Background & Aims
Hepatopulmonary syndrome (HPS), classically attributed to intrapulmonary vascular dilatation, occurs in 15-30% of cirrhotics and causes hypoxemia and increased mortality. In experimental HPS after common bile duct ligation (CBDL), monocytes adhere in the lung vasculature and produce vascular endothelial growth factor (VEGF)-A and angiogenesis ensues and contributes to abnormal gas exchange. However, the mechanisms for these events are unknown. The chemokine fractalkine (CX3CL1) can directly mediate monocyte adhesion and activate VEGF-A and angiogenesis via its receptor CX3CR1 on monocytes and endothelium during inflammatory angiogenesis.

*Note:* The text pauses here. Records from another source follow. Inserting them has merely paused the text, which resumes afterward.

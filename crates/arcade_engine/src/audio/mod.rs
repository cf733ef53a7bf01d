//! Audio playback
//!
//! Platform-independent abstraction over sound playback. Playback is
//! fire-and-forget: the simulation never waits on a sound.

use std::collections::HashMap;

/// Handle to a playing sound
#[derive(Debug, Clone, Copy, PartialEq, Eq, Hash)]
pub struct SoundHandle {
    /// Unique identifier for the sound
    pub id: u32,
}

/// Audio errors
#[derive(thiserror::Error, Debug)]
pub enum AudioError {
    /// The named sound is not known to the backend
    #[error("Sound not found: {0}")]
    NotFound(String),

    /// Playback could not start
    #[error("Playback failed: {0}")]
    PlaybackFailed(String),

    /// The handle does not refer to a playing sound
    #[error("Invalid sound handle")]
    InvalidHandle,
}

/// Audio backend trait for platform abstraction
pub trait AudioBackend {
    /// Play a sound once
    fn play_one_shot(&mut self, name: &str) -> Result<SoundHandle, AudioError>;

    /// Play a sound in a loop until stopped
    fn play_looping(&mut self, name: &str) -> Result<SoundHandle, AudioError>;

    /// Stop a playing sound
    fn stop(&mut self, handle: SoundHandle) -> Result<(), AudioError>;
}

/// Backend that logs playback instead of producing sound
///
/// Only sounds registered with [`with_sound`](Self::with_sound) can be
/// played, so missing assets fail the same way they would on a device.
#[derive(Debug, Default)]
pub struct LogAudio {
    known: Vec<String>,
    playing: HashMap<SoundHandle, String>,
    history: Vec<String>,
    next_id: u32,
}

impl LogAudio {
    /// Create a backend with no sounds
    pub fn new() -> Self {
        Self::default()
    }

    /// Register a playable sound
    pub fn with_sound(mut self, name: impl Into<String>) -> Self {
        self.known.push(name.into());
        self
    }

    /// Names of every sound started so far, in order
    pub fn history(&self) -> &[String] {
        &self.history
    }

    /// Check if a sound with this name is still playing
    pub fn is_playing(&self, name: &str) -> bool {
        self.playing.values().any(|playing| playing == name)
    }

    fn start(&mut self, name: &str, looping: bool) -> Result<SoundHandle, AudioError> {
        if !self.known.iter().any(|known| known == name) {
            return Err(AudioError::NotFound(name.to_string()));
        }

        let handle = SoundHandle { id: self.next_id };
        self.next_id += 1;
        self.history.push(name.to_string());
        if looping {
            self.playing.insert(handle, name.to_string());
        }
        log::info!("Playing {}{}", name, if looping { " (looping)" } else { "" });
        Ok(handle)
    }
}

impl AudioBackend for LogAudio {
    fn play_one_shot(&mut self, name: &str) -> Result<SoundHandle, AudioError> {
        self.start(name, false)
    }

    fn play_looping(&mut self, name: &str) -> Result<SoundHandle, AudioError> {
        self.start(name, true)
    }

    fn stop(&mut self, handle: SoundHandle) -> Result<(), AudioError> {
        let name = self.playing.remove(&handle).ok_or(AudioError::InvalidHandle)?;
        log::info!("Stopped {}", name);
        Ok(())
    }
}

We explored whether pulmonary CX3CL1/CX3CR1 alterations occur after CBDL and influence pulmonary angiogenesis and HPS.
Methods
Pulmonary CX3CL1/CX3CR1 expression and localization, CX3CL1 signaling pathway activation, monocyte accumulation, and the development of angiogenesis and HPS were assessed in 2 and 4wk CBDL animals. The effects of a neutralizing antibody to CX3CR1 (anti-CX3CR1 Ab) on HPS after CBDL were evaluated.
Results
Circulating CX3CL1 levels and lung expression of CX3CL1 and CX3CR1 in intravascular monocytes and microvascular endothelium increased in 2 and 4wk CBDL animals as HPS developed. These events were accompanied by pulmonary angiogenesis, monocyte accumulation, activation of CX3CL1 mediated signaling pathways (Akt, ERK) and increased VEGF-A expression and signaling. Anti-CX3CR1 Ab treatment reduced monocyte accumulation, decreased lung angiogenesis and improved HPS. These events were accompanied by inhibition of CX3CL1 signaling pathways and a reduction in VEGF-A expression and signaling.
Conclusions
Circulating CX3CL1 levels and pulmonary CX3CL1/CX3CR1 expression and signaling increase after CBDL and contribute to pulmonary intravascular monocyte accumulation, angiogenesis and the development of experimental HPS.